When California originally adopted its Master Plan for Higher Education in 1960, it expressed the intent that higher education “remain accessible, affordable, high-quality and accountable” (Legislative Analyst’s Office, 2004). In recent decades, however, the State of California has throttled down its investment in higher education. Higher education’s falling share of the state budget has meant increased costs for students and their families, larger class sizes, and an ongoing challenge to community colleges, CSUs, and UCs to maintain the quality of instruction that has made California a model for the rest of the world. As a result, over the past 20 years, tuition has tripled for UC and CSU undergraduate students. With room, board, and books, the cost for an in-state UC undergraduate student can now top $30,000 each year.

What’s just as bad is that California students have to worry about the crippling costs if they are one of the limited few who can access a spot in our CSU or UC systems. The “fiscalization” of higher education policy has meant that more qualified California students are being turned away in favor of out-of-state students, who pay significantly higher tuition rates.
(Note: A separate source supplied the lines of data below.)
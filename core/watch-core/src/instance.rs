//! Single-instance guard for the resident daemon.
//!
//! The instance that owns the control socket holds an exclusive advisory lock
//! on a sibling `.lock` file. Concurrent launches that lose the lock never
//! touch the socket. The lock is given up on teardown so a replacement can
//! take over while the old process drains its delayed restarts.

use fs2::FileExt;
use fs_err as fs;
use std::io::Write;
use std::path::{Path, PathBuf};
use tracing::debug;

use crate::error::{Result, WatchError};

const LOCK_EXTENSION: &str = "lock";

/// Lock file path paired with a control socket path.
pub fn lock_path_for(socket: &Path) -> PathBuf {
    socket.with_extension(LOCK_EXTENSION)
}

#[derive(Debug)]
pub struct InstanceLock {
    file: fs::File,
    path: PathBuf,
}

impl InstanceLock {
    /// Takes the lock without blocking. `Ok(None)` when another instance holds it.
    pub fn try_acquire(path: &Path) -> Result<Option<Self>> {
        // No truncate before the lock is held; that would wipe the holder's pid.
        let file = fs::OpenOptions::new()
            .write(true)
            .create(true)
            .truncate(false)
            .open(path)
            .map_err(|err| WatchError::io("open instance lock", err))?;

        if let Err(err) = FileExt::try_lock_exclusive(file.file()) {
            if err.raw_os_error() == fs2::lock_contended_error().raw_os_error() {
                debug!(path = %path.display(), "Instance lock held elsewhere");
                return Ok(None);
            }
            return Err(WatchError::io("lock instance file", err));
        }

        let mut file = file;
        file.set_len(0)
            .map_err(|err| WatchError::io("truncate instance lock", err))?;
        writeln!(file, "{}", std::process::id())
            .map_err(|err| WatchError::io("write instance lock pid", err))?;

        Ok(Some(Self {
            file,
            path: path.to_path_buf(),
        }))
    }

    pub fn path(&self) -> &Path {
        &self.path
    }
}

impl Drop for InstanceLock {
    fn drop(&mut self) {
        let _ = FileExt::unlock(self.file.file());
        debug!(path = %self.path.display(), "Instance lock released");
    }
}
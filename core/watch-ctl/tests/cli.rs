use std::path::Path;
use std::process::{Command, Output, Stdio};
use tempfile::TempDir;

fn run_ctl(state_dir: &Path, args: &[&str]) -> Output {
    Command::new(env!("CARGO_BIN_EXE_hero-watch-ctl"))
        .args(args)
        .env("HERO_WATCH_STATE_DIR", state_dir)
        .env_remove("HERO_WATCH_SOCKET")
        .env_remove("HERO_WATCH_CONFIG")
        .stdin(Stdio::null())
        .output()
        .expect("run hero-watch-ctl")
}

fn read_prefs(state_dir: &Path) -> serde_json::Value {
    let raw = std::fs::read_to_string(state_dir.join("prefs.json")).expect("read prefs");
    serde_json::from_str(&raw).expect("parse prefs")
}

#[test]
fn set_session_persists_without_a_running_daemon() {
    let dir = TempDir::new().expect("temp dir");
    let output = run_ctl(dir.path(), &["set-session", "  driver-9  "]);
    assert!(output.status.success(), "set-session failed: {:?}", output);

    assert_eq!(read_prefs(dir.path())["driver_id"], "driver-9");
}

#[test]
fn set_session_rejects_blank_identifier() {
    let dir = TempDir::new().expect("temp dir");
    let output = run_ctl(dir.path(), &["set-session", "   "]);
    assert!(!output.status.success());
    assert!(!dir.path().join("prefs.json").exists());
}

#[test]
fn save_cookies_writes_durable_store() {
    let dir = TempDir::new().expect("temp dir");
    let output = run_ctl(dir.path(), &["save-cookies", "PHPSESSID=abc; driver_id=77"]);
    assert!(output.status.success(), "save-cookies failed: {:?}", output);

    assert_eq!(
        read_prefs(dir.path())["saved_cookies"],
        "PHPSESSID=abc; driver_id=77"
    );
}

#[test]
fn status_fails_when_nothing_is_listening() {
    let dir = TempDir::new().expect("temp dir");
    let output = run_ctl(dir.path(), &["status"]);
    assert!(!output.status.success());
    assert!(String::from_utf8_lossy(&output.stderr).contains("Failed to connect"));
}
Those who do find a spot are more often taught by lecturers instead of tenured professors, while tenured professors are increasingly told to devote more of their time to research over teaching.

We know the lack of affordability and accessibility has the potential to create dire consequences for our economy. Some experts predict California will fall about 1.1 million college graduates short of economic demand by 2030, if current trends persist. If California is to keep its place as the sixth largest economy in the world, we need to be training Californians to fill the jobs of tomorrow. Now is the time to renew our promise to California’s students and restore the original goals of the Master Plan.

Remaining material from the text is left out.